DATASET RECORDS Block Start

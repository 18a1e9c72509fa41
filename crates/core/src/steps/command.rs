//! Steps backed by a single configured shell command.

use crate::steps::base::{Step, StepContext, StepOutput};
use crate::steps::runner::CommandRunner;
use async_trait::async_trait;
use lp_protocol::run_models::StepName;

/// Runs one shell command; a missing command makes the step a skip.
pub struct CommandStep {
    name: StepName,
    command: Option<String>,
    retryable: bool,
}

impl CommandStep {
    pub fn new(name: StepName, command: Option<String>) -> Self {
        Self {
            name,
            command,
            retryable: false,
        }
    }

    /// Mark the step as eligible for the flaky-step retry.
    pub fn with_retry(mut self) -> Self {
        self.retryable = true;
        self
    }

    pub fn command(&self) -> Option<&str> {
        self.command.as_deref()
    }
}

#[async_trait]
impl Step for CommandStep {
    fn name(&self) -> StepName {
        self.name
    }

    async fn run(&self, ctx: &StepContext) -> StepOutput {
        match self.command.as_deref() {
            Some(command) => CommandRunner::run(command, ctx).await,
            None => StepOutput::skipped(),
        }
    }

    fn retryable(&self) -> bool {
        self.retryable
    }
}

/// A unit or integration test command.
///
/// Test groups share no state, so the engine may run them concurrently.
pub struct TestGroupStep {
    inner: CommandStep,
}

impl TestGroupStep {
    pub fn new(name: StepName, command: Option<String>) -> Self {
        Self {
            inner: CommandStep::new(name, command),
        }
    }
}

#[async_trait]
impl Step for TestGroupStep {
    fn name(&self) -> StepName {
        self.inner.name()
    }

    async fn run(&self, ctx: &StepContext) -> StepOutput {
        self.inner.run(ctx).await
    }

    fn parallelizable(&self) -> bool {
        true
    }
}
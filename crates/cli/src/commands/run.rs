use super::project_config;
use clap::Args;
use color_eyre::eyre::eyre;
use color_eyre::Result;
use lp_core::engine::{PipelineEngine, RunOptions};
use lp_core::logging::{LogLevel, LogRecord};
use lp_protocol::exit_models::ExitCode;
use std::path::{Path, PathBuf};

#[derive(Args, Debug, Clone, Default)]
pub struct RunArgs {
    /// Do not run the lint fix command on lint failure
    #[arg(long)]
    pub no_fix: bool,

    /// Echo raw tool output to stderr
    #[arg(long, short)]
    pub verbose: bool,

    /// Record every test step as skipped
    #[arg(long)]
    pub skip_tests: bool,

    /// Write the run log here instead of `<log_dir>/<start time>/pipeline.log`
    #[arg(long)]
    pub log_file: Option<PathBuf>,

    /// Walk the pipeline without running any command
    #[arg(long)]
    pub dry_run: bool,
}

impl RunArgs {
    fn options(self) -> RunOptions {
        RunOptions {
            auto_fix: !self.no_fix,
            verbose: self.verbose,
            skip_tests: self.skip_tests,
            dry_run: self.dry_run,
            log_file: self.log_file,
            stdout: true,
        }
    }
}

pub async fn execute(args: RunArgs, project: &Path) -> Result<i32> {
    let config = project_config(project)?;
    let engine = PipelineEngine::from_config(&config, &args.options()).map_err(|e| eyre!(e))?;
    let logger = engine.logger();

    // Biased so the signal handler is installed before the first step runs.
    // Dropping the run future kills any running child process.
    tokio::select! {
        biased;
        Ok(()) = tokio::signal::ctrl_c() => {
            let code = ExitCode::Interrupted.code();
            logger.emit(
                LogRecord::new(LogLevel::Error, "pipeline", "interrupted by user")
                    .with_exit_code(code)
                    .with_source(lp_core::source_context!()),
            );
            Ok(code)
        }
        run = engine.run() => Ok(run.exit_code),
    }
}
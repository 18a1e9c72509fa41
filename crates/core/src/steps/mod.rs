//! Pipeline steps.
//!
//! Every step implements [`Step`]; the engine folds over an ordered list of
//! them. Concrete steps:
//! - [`EnvCheckStep`]: env file selection and validation
//! - [`LintStep`]: check, auto-fix, re-check
//! - [`TestGroupStep`]: unit/integration tests, parallelizable
//! - [`CommandStep`]: any other configured command (e2e, build)
//! - [`CleanupStep`]: log retention
//! - [`ScriptedStep`]: deterministic replay for dry runs and tests

pub mod base;
pub mod cleanup;
pub mod command;
pub mod env_check;
pub mod lint;
pub mod runner;
pub mod scripted;

pub use base::{Step, StepContext, StepError, StepOutput};
pub use cleanup::CleanupStep;
pub use command::{CommandStep, TestGroupStep};
pub use env_check::EnvCheckStep;
pub use lint::LintStep;
pub use runner::{CommandEvent, CommandRunner, SPAWN_FAILURE_EXIT_CODE};
pub use scripted::ScriptedStep;

use crate::config::AppConfig;
use lp_protocol::run_models::StepName;
use std::sync::Arc;

/// The pipeline's steps, in execution order, built from configuration.
pub fn pipeline_steps(config: &AppConfig) -> Vec<Arc<dyn Step>> {
    let pipeline = &config.pipeline;
    vec![
        Arc::new(EnvCheckStep::new(config.settings.clone())),
        Arc::new(LintStep::new(pipeline.lint.clone())),
        Arc::new(TestGroupStep::new(
            StepName::TestUnit,
            pipeline.test_unit.clone(),
        )),
        Arc::new(TestGroupStep::new(
            StepName::TestIntegration,
            pipeline.test_integration.clone(),
        )),
        Arc::new(CommandStep::new(StepName::TestE2e, pipeline.test_e2e.clone()).with_retry()),
        Arc::new(CommandStep::new(StepName::Build, pipeline.build.clone())),
        Arc::new(CleanupStep::new(
            config.log_dir(),
            config.settings.log_retention_days,
        )),
    ]
}

/// Steps for `--dry-run`: every step succeeds without running anything.
pub fn dry_run_steps() -> Vec<Arc<dyn Step>> {
    StepName::PIPELINE
        .iter()
        .map(|name| Arc::new(ScriptedStep::succeeding(*name)) as Arc<dyn Step>)
        .collect()
}
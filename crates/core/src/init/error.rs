//! Errors from `localpipe init`.

use std::path::PathBuf;
use thiserror::Error;

pub type InitResult<T> = Result<T, InitError>;

#[derive(Debug, Error)]
pub enum InitError {
    /// `.localpipe/` already exists and `--force` was not given.
    #[error(".localpipe directory already exists at {0:?}. Use --force to overwrite.")]
    DirectoryExists(PathBuf),

    /// The embedded template set does not contain this file.
    #[error("No embedded template named {0}")]
    TemplateNotFound(String),

    #[error("Cannot create {path:?}: {source}")]
    DirectoryCreate {
        path: PathBuf,
        source: std::io::Error,
    },

    #[error("Cannot write template to {path:?}: {source}")]
    FileWrite {
        path: PathBuf,
        source: std::io::Error,
    },
}
//! `.localpipe/` scaffolding.

use super::error::{InitError, InitResult};
use super::templates::{get_template, list_templates};
use crate::config::models::CONFIG_DIR;
use std::fs;
use std::path::{Path, PathBuf};

/// Options for initializing a `.localpipe` directory.
#[derive(Debug, Clone)]
pub struct InitOptions {
    /// Project root where `.localpipe/` will be created.
    pub target_dir: PathBuf,

    /// Overwrite existing template files.
    pub force: bool,
}

/// Write every embedded template into `<target_dir>/.localpipe/`.
///
/// Returns the paths written.
///
/// # Errors
///
/// - `DirectoryExists` if `.localpipe/` exists and `force` is not set
/// - `TemplateNotFound` if an embedded template cannot be read
/// - `DirectoryCreate` / `FileWrite` on file system failures
pub fn generate_localpipe_structure(options: &InitOptions) -> InitResult<Vec<PathBuf>> {
    let lp_dir = options.target_dir.join(CONFIG_DIR);

    if lp_dir.exists() && !options.force {
        return Err(InitError::DirectoryExists(lp_dir));
    }

    fs::create_dir_all(&lp_dir).map_err(|source| InitError::DirectoryCreate {
        path: lp_dir.clone(),
        source,
    })?;

    list_templates()
        .iter()
        .map(|template| write_template_file(&lp_dir, template))
        .collect()
}

fn write_template_file(lp_dir: &Path, template_path: &str) -> InitResult<PathBuf> {
    let content = get_template(template_path)
        .ok_or_else(|| InitError::TemplateNotFound(template_path.to_string()))?;

    let target_path = lp_dir.join(template_path);

    if let Some(parent) = target_path.parent() {
        fs::create_dir_all(parent).map_err(|source| InitError::DirectoryCreate {
            path: parent.to_path_buf(),
            source,
        })?;
    }

    fs::write(&target_path, content).map_err(|source| InitError::FileWrite {
        path: target_path.clone(),
        source,
    })?;

    Ok(target_path)
}

#[cfg(test)]
mod tests {
    use super::*;
    use crate::config::load_config;
    use tempfile::tempdir;

    #[test]
    fn test_generate_structure_is_loadable() {
        let dir = tempdir().unwrap();
        let options = InitOptions {
            target_dir: dir.path().to_path_buf(),
            force: false,
        };

        let written = generate_localpipe_structure(&options).unwrap();

        assert_eq!(written.len(), 2);
        let lp_dir = dir.path().join(".localpipe");
        assert!(lp_dir.join("config.toml").exists());
        assert!(lp_dir.join("pipeline.yaml").exists());

        let config = load_config(dir.path()).expect("generated config should load");
        assert_eq!(config.settings.timeout_seconds, 300);
        assert!(config.pipeline.build.is_some());
    }

    #[test]
    fn test_generate_fails_if_exists() {
        let dir = tempdir().unwrap();
        fs::create_dir_all(dir.path().join(".localpipe")).unwrap();

        let result = generate_localpipe_structure(&InitOptions {
            target_dir: dir.path().to_path_buf(),
            force: false,
        });

        assert!(matches!(result, Err(InitError::DirectoryExists(_))));
    }

    #[test]
    fn test_generate_with_force_overwrites() {
        let dir = tempdir().unwrap();
        let lp_dir = dir.path().join(".localpipe");
        fs::create_dir_all(&lp_dir).unwrap();
        fs::write(lp_dir.join("config.toml"), "old content").unwrap();
        fs::write(lp_dir.join("deployment-state.json"), "{}").unwrap();

        generate_localpipe_structure(&InitOptions {
            target_dir: dir.path().to_path_buf(),
            force: true,
        })
        .unwrap();

        let config = fs::read_to_string(lp_dir.join("config.toml")).unwrap();
        assert!(config.contains("timeout_seconds"));
        // Files that are not templates are left alone.
        assert!(lp_dir.join("deployment-state.json").exists());
    }
}
//! Configuration file loader for the `.localpipe/` directory.
//!
//! This module loads and parses the project configuration:
//! - `config.toml`: Orchestrator settings
//! - `pipeline.yaml` (or `pipeline.yml`): Step commands

use crate::config::error::ConfigError;
use crate::config::error::ConfigResult;
use crate::config::models::{AppConfig, CONFIG_DIR};
use lp_protocol::config_models::{PipelineDefinition, PipelineSettings};
use std::path::Path;

/// Loads all configuration from the `.localpipe/` directory under `root`.
///
/// If the directory or any file is missing, defaults are used for the
/// missing part rather than returning an error.
///
/// # Errors
///
/// Returns `ConfigError` if:
/// - Files exist but cannot be read
/// - Files have invalid TOML or YAML syntax
/// - `timeout_seconds` is zero
pub fn load_config(root: &Path) -> ConfigResult<AppConfig> {
    let lp_dir = root.join(CONFIG_DIR);

    if !lp_dir.exists() {
        tracing::debug!(path = %lp_dir.display(), "no config directory, using defaults");
        return Ok(AppConfig::with_root(root));
    }

    let settings = load_settings(&lp_dir)?;
    let pipeline = load_pipeline_definition(&lp_dir)?;

    Ok(AppConfig {
        root: root.to_path_buf(),
        settings,
        pipeline,
    })
}

/// Loads orchestrator settings from `config.toml`.
fn load_settings(lp_dir: &Path) -> ConfigResult<PipelineSettings> {
    let config_path = lp_dir.join("config.toml");

    if !config_path.exists() {
        return Ok(PipelineSettings::default());
    }

    let content =
        std::fs::read_to_string(&config_path).map_err(|source| ConfigError::FileRead {
            path: config_path.clone(),
            source,
        })?;

    let settings: PipelineSettings =
        toml::from_str(&content).map_err(|source| ConfigError::TomlParse {
            path: config_path.clone(),
            source,
        })?;

    if settings.timeout_seconds == 0 {
        return Err(ConfigError::InvalidConfig {
            path: config_path,
            reason: "timeout_seconds must be greater than zero".to_string(),
        });
    }

    Ok(settings)
}

/// Loads step commands from `pipeline.yaml`, falling back to `pipeline.yml`.
fn load_pipeline_definition(lp_dir: &Path) -> ConfigResult<PipelineDefinition> {
    let Some(path) = ["pipeline.yaml", "pipeline.yml"]
        .iter()
        .map(|name| lp_dir.join(name))
        .find(|candidate| candidate.exists())
    else {
        return Ok(PipelineDefinition::default());
    };

    let content = std::fs::read_to_string(&path).map_err(|source| ConfigError::FileRead {
        path: path.clone(),
        source,
    })?;

    // An empty file is a valid, empty definition.
    if content.trim().is_empty() {
        return Ok(PipelineDefinition::default());
    }

    serde_yaml::from_str(&content).map_err(|source| ConfigError::YamlParse { path, source })
}
//! Exit-code registry.
//!
//! One registry exists per pipeline run. It is shared (behind an `Arc`) by
//! every step, including concurrently running test groups, and resolves
//! all reported failures to a single process exit code.

use lp_protocol::exit_models::ExitCode;
use std::sync::Mutex;

/// Resolve a reported code against the current one.
///
/// - 0 is replaced by any failure.
/// - A substantive code (1-4) is only replaced by a lower substantive code.
/// - Timeout (5) only replaces 0, and is replaced by any substantive code.
/// - Success (0), interrupt (130) and unknown codes never change the
///   current value.
pub fn apply_precedence(current: i32, candidate: i32) -> i32 {
    let Some(candidate_code) = ExitCode::from_code(candidate) else {
        return current;
    };

    match candidate_code {
        ExitCode::Success | ExitCode::Interrupted => current,
        ExitCode::Timeout => {
            if current == 0 {
                candidate
            } else {
                current
            }
        }
        ExitCode::Lint | ExitCode::Test | ExitCode::Build | ExitCode::Environment => {
            let current_is_substantive = ExitCode::from_code(current)
                .map(|code| code.is_substantive())
                .unwrap_or(false);
            if current_is_substantive && current <= candidate {
                current
            } else {
                candidate
            }
        }
    }
}

/// Precedence-aware accumulator of failure codes.
#[derive(Debug, Default)]
pub struct ExitCodeRegistry {
    current: Mutex<i32>,
}

impl ExitCodeRegistry {
    pub fn new() -> Self {
        Self::default()
    }

    /// Record a failure code and return the resolved value.
    pub fn report(&self, candidate: i32) -> i32 {
        let mut current = self
            .current
            .lock()
            .unwrap_or_else(|poisoned| poisoned.into_inner());
        *current = apply_precedence(*current, candidate);
        *current
    }

    pub fn report_code(&self, code: ExitCode) -> i32 {
        self.report(code.code())
    }

    /// The current resolved exit code.
    pub fn resolve(&self) -> i32 {
        *self
            .current
            .lock()
            .unwrap_or_else(|poisoned| poisoned.into_inner())
    }
}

DATASET RECORDS Block End

# DESCRIPTION OF THE TASK
Locate the lines above that hold the word "true". Show every one of them.

# ANSWER SECTION
        self.retryable = true;
        true
            stdout: true,
            force: true,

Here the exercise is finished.